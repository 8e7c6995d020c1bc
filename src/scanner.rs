//! Block scanning: recognises stealth outputs paid to any known subaddress,
//! tracks spends by key image and keeps the per-token global index counters.
//!
//! Scanning a block is a pure function of `(block, keys, state)` and yields a
//! [`BlockDelta`]; the wallet persists the delta and only then applies it.

use std::collections::{BTreeMap, HashMap};

use serde::{Deserialize, Serialize};
use tracing::{debug, warn};

use crate::address::{self, ExternalAddress};
use crate::crypto::{self, Key};
use crate::envelope;
use crate::error::Result;
use crate::keys::{self, AccountKeys, SubaddressTable};
use crate::node::Block;
use crate::transaction::{Output, TokenId};

/// A stealth output owned by the wallet.
#[derive(Debug, Clone, PartialEq, Eq, Serialize, Deserialize)]
pub struct OwnedOutput {
    pub global_index: u64,
    pub height: u64,
    pub tx_hash: Key,
    pub out_index: u64,
    pub token: TokenId,
    pub sub_index: u32,
    pub otaddr: Key,
    /// The tx public key (`R` or an additional key) the output was derived from.
    pub tx_pub_key: Key,
    pub key_image: Key,
    pub mask: Key,
    /// Committed units.
    pub amount: u64,
    pub remark: Key,
    pub spent: bool,
    pub frozen: bool,
    /// Height the spend was seen at; 0 while only spent by a local transaction.
    pub spent_height: u64,
}

impl OwnedOutput {
    pub fn atomic_amount(&self) -> u128 {
        envelope::from_commit_units(self.amount)
    }

    pub fn is_spendable(&self) -> bool {
        !self.spent && !self.frozen
    }
}

/// What a wallet-relevant transaction did to the wallet.
#[derive(Debug, Clone, Default, PartialEq, Eq, Serialize, Deserialize)]
pub struct TxView {
    pub hash: Key,
    pub token: TokenId,
    /// Atomic units received on stealth or account outputs.
    pub received: u128,
    pub outputs_found: u32,
    pub outputs_spent: u32,
    pub account_in: bool,
}

#[derive(Debug, Clone, Default, PartialEq, Eq, Serialize, Deserialize)]
pub struct BlockSummary {
    pub height: u64,
    pub hash: Key,
    pub timestamp: u64,
    /// Global index counters before this block, for rewinding.
    pub g_out_start: BTreeMap<String, u64>,
    pub txs: Vec<TxView>,
}

/// Changes produced by scanning one block.
#[derive(Debug, Clone, Default)]
pub struct BlockDelta {
    pub height: u64,
    pub found: Vec<OwnedOutput>,
    /// Indices into [`ScanState::transfers`] spent in this block.
    pub spent: Vec<usize>,
    pub g_out_index: BTreeMap<String, u64>,
    /// Raw encodings of transactions touching the wallet.
    pub txs: Vec<(Key, Vec<u8>)>,
    pub summary: BlockSummary,
}

impl BlockDelta {
    pub fn is_empty(&self) -> bool {
        self.found.is_empty() && self.spent.is_empty() && self.txs.is_empty()
    }
}

/// Keys and switches the scanner needs.
pub struct ScanContext<'a> {
    pub keys: &'a AccountKeys,
    pub table: &'a SubaddressTable,
    pub external: ExternalAddress,
    pub short_ecdh: bool,
}

fn token_key(token: &TokenId) -> String {
    address::external_to_string(token)
}

/// In-memory view of the owned-output store.
#[derive(Debug, Clone, Default)]
pub struct ScanState {
    /// Next height to scan.
    pub local_height: u64,
    /// Next global index per token (the number of outputs seen so far).
    pub g_out_index: BTreeMap<String, u64>,
    pub transfers: Vec<OwnedOutput>,
    key_images: HashMap<Key, usize>,
    balances: HashMap<(u32, TokenId), u64>,
}

impl ScanState {
    pub fn from_parts(local_height: u64, g_out_index: BTreeMap<String, u64>, transfers: Vec<OwnedOutput>) -> Self {
        let mut state = ScanState { local_height, g_out_index, ..Default::default() };
        for t in transfers {
            state.insert(t);
        }
        state
    }

    fn insert(&mut self, t: OwnedOutput) {
        if t.is_spendable() {
            *self.balances.entry((t.sub_index, t.token)).or_default() += t.amount;
        }
        self.key_images.insert(t.key_image, self.transfers.len());
        self.transfers.push(t);
    }

    pub fn next_global_index(&self, token: &TokenId) -> u64 {
        self.g_out_index.get(&token_key(token)).copied().unwrap_or(0)
    }

    /// Highest assigned global index, if the token has any outputs.
    pub fn max_global_index(&self, token: &TokenId) -> Option<u64> {
        self.next_global_index(token).checked_sub(1)
    }

    pub fn find_key_image(&self, key_image: &Key) -> Option<usize> {
        self.key_images.get(key_image).copied()
    }

    /// Unspent committed units held by `sub_index` in `token`.
    pub fn balance(&self, sub_index: u32, token: &TokenId) -> u64 {
        self.balances.get(&(sub_index, *token)).copied().unwrap_or(0)
    }

    pub fn total_balance(&self, token: &TokenId) -> u128 {
        self.balances
            .iter()
            .filter(|((_, t), _)| t == token)
            .map(|(_, v)| u128::from(*v))
            .sum()
    }

    pub fn balances(&self) -> impl Iterator<Item = (u32, TokenId, u64)> + '_ {
        self.balances.iter().map(|((s, t), v)| (*s, *t, *v))
    }

    /// Spendable outputs of `token`, optionally limited to some subaddresses.
    pub fn unspent(&self, token: &TokenId, subaddrs: &[u32]) -> Vec<(usize, &OwnedOutput)> {
        self.transfers
            .iter()
            .enumerate()
            .filter(|(_, t)| t.is_spendable() && t.token == *token)
            .filter(|(_, t)| subaddrs.is_empty() || subaddrs.contains(&t.sub_index))
            .collect()
    }

    /// Records a delta writes: `(transfer index, record)`.
    pub fn staged_records(&self, delta: &BlockDelta) -> Vec<(usize, OwnedOutput)> {
        let mut out = Vec::with_capacity(delta.spent.len() + delta.found.len());
        for &idx in &delta.spent {
            if let Some(t) = self.transfers.get(idx) {
                let mut t = t.clone();
                t.spent = true;
                t.spent_height = delta.height;
                out.push((idx, t));
            }
        }
        let base = self.transfers.len();
        out.extend(delta.found.iter().cloned().enumerate().map(|(i, t)| (base + i, t)));
        out
    }

    pub fn apply(&mut self, delta: BlockDelta) {
        for idx in delta.spent {
            self.mark_spent(idx, delta.height);
        }
        for t in delta.found {
            self.insert(t);
        }
        self.g_out_index = delta.g_out_index;
        self.local_height = delta.height + 1;
    }

    pub fn mark_spent(&mut self, idx: usize, height: u64) {
        let Some(t) = self.transfers.get_mut(idx) else {
            return;
        };
        if t.spent {
            if t.spent_height == 0 {
                t.spent_height = height;
            }
            return;
        }
        if !t.frozen {
            if let Some(b) = self.balances.get_mut(&(t.sub_index, t.token)) {
                *b = b.saturating_sub(t.amount);
            }
        }
        t.spent = true;
        t.spent_height = height;
    }

    /// Drop everything learned at `height` and above. Returns the indices of
    /// outputs whose spent flag was cleared.
    pub fn rewind(&mut self, height: u64, g_out_start: BTreeMap<String, u64>) -> Vec<usize> {
        let keep = self.transfers.iter().take_while(|t| t.height < height).count();
        let kept: Vec<OwnedOutput> = self.transfers.drain(..keep).collect();
        let mut unspent = Vec::new();
        let mut rebuilt = ScanState { local_height: height, g_out_index: g_out_start, ..Default::default() };
        for (i, mut t) in kept.into_iter().enumerate() {
            if t.spent && t.spent_height >= height {
                t.spent = false;
                t.spent_height = 0;
                unspent.push(i);
            }
            rebuilt.insert(t);
        }
        *self = rebuilt;
        unspent
    }
}

/// Derivations to try for a transaction: `8·a·R` and one per additional key
/// that is a valid point, each with the public key it came from.
fn tx_derivations(r_key: &Key, add_keys: &[Key], ctx: &ScanContext<'_>) -> (Vec<Key>, Vec<Key>) {
    std::iter::once(r_key)
        .chain(add_keys)
        .filter(|k| crypto::check_key(k))
        .filter_map(|k| keys::generate_key_derivation(k, ctx.keys.view_secret()).ok().map(|d| (*k, d)))
        .unzip()
}

pub fn scan_block(block: &Block, ctx: &ScanContext<'_>, state: &ScanState) -> Result<BlockDelta> {
    let mut delta = BlockDelta {
        height: block.height,
        g_out_index: state.g_out_index.clone(),
        summary: BlockSummary {
            height: block.height,
            hash: block.hash,
            timestamp: block.timestamp,
            g_out_start: state.g_out_index.clone(),
            txs: Vec::new(),
        },
        ..Default::default()
    };
    let mut found_images: HashMap<Key, usize> = HashMap::new();

    for btx in &block.txs {
        let tx = &btx.tx;
        let mut view = TxView { hash: btx.hash, token: tx.token_id, ..Default::default() };
        let mut touched = false;

        for (_, key_image) in tx.utxo_inputs() {
            if let Some(idx) = state.find_key_image(key_image) {
                let t = &state.transfers[idx];
                if (!t.spent || t.spent_height == 0) && !delta.spent.contains(&idx) {
                    delta.spent.push(idx);
                }
                view.outputs_spent += 1;
                touched = true;
            } else if let Some(&i) = found_images.get(key_image) {
                delta.found[i].spent = true;
                delta.found[i].spent_height = block.height;
                view.outputs_spent += 1;
                touched = true;
            }
        }
        if tx.has_account_input() && btx.from == Some(ctx.external) {
            view.account_in = true;
            touched = true;
        }

        let key = token_key(&tx.token_id);
        let (tx_keys, derivations) = tx_derivations(&tx.r_key, &tx.add_keys, ctx);
        for (j, otaddr, remark) in tx.utxo_outputs() {
            let counter = delta.g_out_index.entry(key.clone()).or_insert(0);
            let global_index = *counter;
            *counter += 1;

            let Some((k, sub_index)) = ctx.table.recognize(otaddr, &derivations, j as u64) else {
                continue;
            };
            let (Some(ecdh), Some(out_pk)) = (tx.rct_sig.base.ecdh_info.get(j), tx.rct_sig.base.out_pk.get(j)) else {
                warn!(tx = %hex::encode(btx.hash), out = j, "owned output without envelope");
                continue;
            };
            let derivation = &derivations[k];
            let shared = keys::derivation_to_scalar(derivation, j as u64).to_bytes();
            let (mask, amount) = match envelope::decode_output(ecdh, out_pk, &shared, ctx.short_ecdh) {
                Ok(v) => v,
                Err(e) => {
                    warn!(tx = %hex::encode(btx.hash), out = j, "rejecting output: {e}");
                    continue;
                }
            };
            let base = ctx.keys.subaddress_spend_secret(sub_index);
            let secret = keys::derive_secret_key(derivation, j as u64, &base);
            let key_image = keys::generate_key_image(otaddr, &secret);
            if state.find_key_image(&key_image).is_some() || found_images.contains_key(&key_image) {
                warn!(key_image = %hex::encode(key_image), "key image already known, skipping output");
                continue;
            }

            found_images.insert(key_image, delta.found.len());
            delta.found.push(OwnedOutput {
                global_index,
                height: block.height,
                tx_hash: btx.hash,
                out_index: j as u64,
                token: tx.token_id,
                sub_index,
                otaddr: *otaddr,
                tx_pub_key: tx_keys[k],
                key_image,
                mask,
                amount,
                remark: envelope::xor_remark(remark, &shared),
                spent: false,
                frozen: false,
                spent_height: 0,
            });
            view.received += envelope::from_commit_units(amount);
            view.outputs_found += 1;
            touched = true;
        }

        for output in &tx.outputs {
            if let Output::Account { to, amount, .. } = output {
                if *to == ctx.external {
                    view.received += *amount;
                    touched = true;
                }
            }
        }

        if touched {
            delta.txs.push((btx.hash, tx.to_bytes()?));
            delta.summary.txs.push(view);
        }
    }

    if !delta.found.is_empty() || !delta.spent.is_empty() {
        debug!(height = block.height, found = delta.found.len(), spent = delta.spent.len(), "scanned block");
    }
    Ok(delta)
}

------------------------------------------------------------

▸ **Aim of the exercise**:
Taking the listing above as the source, transcribe only the lines starting at the line with "pub fn is_empty(&self)" and going through the line with "pub struct ScanState", unaltered and with both ends included.

▸ **Output of the exercise**:
    pub fn is_empty(&self) -> bool {
        self.found.is_empty() && self.spent.is_empty() && self.txs.is_empty()
    }
}

/// Keys and switches the scanner needs.
pub struct ScanContext<'a> {
    pub keys: &'a AccountKeys,
    pub table: &'a SubaddressTable,
    pub external: ExternalAddress,
    pub short_ecdh: bool,
}

fn token_key(token: &TokenId) -> String {
    address::external_to_string(token)
}

/// In-memory view of the owned-output store.
#[derive(Debug, Clone, Default)]
pub struct ScanState {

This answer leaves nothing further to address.